### Work order
Report the lines of the data below that contain the string "FootballTransport".

### Information given
----

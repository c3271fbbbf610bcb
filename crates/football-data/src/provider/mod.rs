//! Upstream transport abstraction and implementation.
//!
//! This module contains:
//! - The `FootballTransport` trait the fetch layer depends on
//! - `FootballDataClient`, the reqwest implementation for football-data.org

mod traits;

pub mod football_data;

// Re-exports
pub use football_data::FootballDataClient;
pub use traits::FootballTransport;
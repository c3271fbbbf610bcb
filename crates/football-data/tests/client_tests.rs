//! HTTP behaviour of `FootballDataClient` against a local mock server.

use std::time::Duration;

use matchday_football_data::{FootballDataClient, FootballTransport, TransportError};
use serde_json::json;
use wiremock::matchers::{header, method, path, query_param};
use wiremock::{Mock, MockServer, ResponseTemplate};

const TEST_KEY: &str = "test-token";
const TIMEOUT: Duration = Duration::from_secs(5);

fn client_for(server: &MockServer) -> FootballDataClient {
    FootballDataClient::new(server.uri(), Some(TEST_KEY.to_string()))
}

// ============================================================================
// SUCCESS
// ============================================================================

#[tokio::test]
async fn test_sends_token_and_query() {
    let server = MockServer::start().await;

    Mock::given(method("GET"))
        .and(path("/competitions/PL/teams"))
        .and(query_param("season", "2023"))
        .and(header("X-Auth-Token", TEST_KEY))
        .respond_with(ResponseTemplate::new(200).set_body_json(json!({
            "count": 1,
            "teams": [{"id": 57, "name": "Arsenal FC"}]
        })))
        .expect(1)
        .mount(&server)
        .await;

    let body = client_for(&server)
        .fetch("competitions/PL/teams?season=2023", TIMEOUT)
        .await
        .expect("should fetch teams");

    assert_eq!(body["teams"][0]["name"], "Arsenal FC");
}

#[tokio::test]
async fn test_without_key_sends_no_token() {
    let server = MockServer::start().await;

    Mock::given(method("GET"))
        .and(path("/teams/57"))
        .respond_with(ResponseTemplate::new(200).set_body_json(json!({"id": 57})))
        .mount(&server)
        .await;

    let client = FootballDataClient::new(server.uri(), None);
    let body = client.fetch("teams/57", TIMEOUT).await.expect("should fetch");
    assert_eq!(body["id"], 57);

    let requests = server.received_requests().await.unwrap_or_default();
    assert_eq!(requests.len(), 1);
    assert!(requests[0].headers.get("X-Auth-Token").is_none());
}

// ============================================================================
// STATUS FAILURES
// ============================================================================

async fn status_error(status: u16, body: &str) -> TransportError {
    let server = MockServer::start().await;

    Mock::given(method("GET"))
        .respond_with(ResponseTemplate::new(status).set_body_string(body))
        .mount(&server)
        .await;

    client_for(&server)
        .fetch("competitions/PL/standings?season=2023", TIMEOUT)
        .await
        .expect_err("non-success status should fail")
}

#[tokio::test]
async fn test_rate_limited_status() {
    let error = status_error(429, r#"{"message":"You reached your request limit."}"#).await;
    match error {
        TransportError::Status { status, message } => {
            assert_eq!(status, 429);
            assert!(message.contains("request limit"));
        }
        other => panic!("expected status error, got {:?}", other),
    }
}

#[tokio::test]
async fn test_forbidden_status() {
    let error = status_error(403, "").await;
    assert_eq!(
        error,
        TransportError::Status {
            status: 403,
            message: "Forbidden".to_string()
        }
    );
}

#[tokio::test]
async fn test_not_found_status() {
    let error = status_error(404, "").await;
    assert!(matches!(error, TransportError::Status { status: 404, .. }));
}

// ============================================================================
// TRANSPORT FAILURES
// ============================================================================

#[tokio::test]
async fn test_non_json_body_is_decode_error() {
    let server = MockServer::start().await;

    Mock::given(method("GET"))
        .respond_with(ResponseTemplate::new(200).set_body_string("<html>maintenance</html>"))
        .mount(&server)
        .await;

    let error = client_for(&server)
        .fetch("teams/57", TIMEOUT)
        .await
        .expect_err("html body should not decode");
    assert!(matches!(error, TransportError::Decode(_)));
}

#[tokio::test]
async fn test_slow_response_times_out() {
    let server = MockServer::start().await;

    Mock::given(method("GET"))
        .respond_with(
            ResponseTemplate::new(200)
                .set_body_json(json!({"id": 57}))
                .set_delay(Duration::from_secs(2)),
        )
        .mount(&server)
        .await;

    let error = client_for(&server)
        .fetch("teams/57", Duration::from_millis(100))
        .await
        .expect_err("request should time out");
    assert_eq!(error, TransportError::Timeout);
}

#[tokio::test]
async fn test_unreachable_host_is_network_error() {
    // Port 9 (discard) is not expected to be listening locally.
    let client = FootballDataClient::new("http://127.0.0.1:9", Some(TEST_KEY.to_string()));

    let error = client
        .fetch("teams/57", TIMEOUT)
        .await
        .expect_err("connection should fail");
    assert!(matches!(error, TransportError::Network(_)));
}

----

### Your response
//! - The `FootballTransport` trait the fetch layer depends on
pub use traits::FootballTransport;
use matchday_football_data::{FootballDataClient, FootballTransport, TransportError};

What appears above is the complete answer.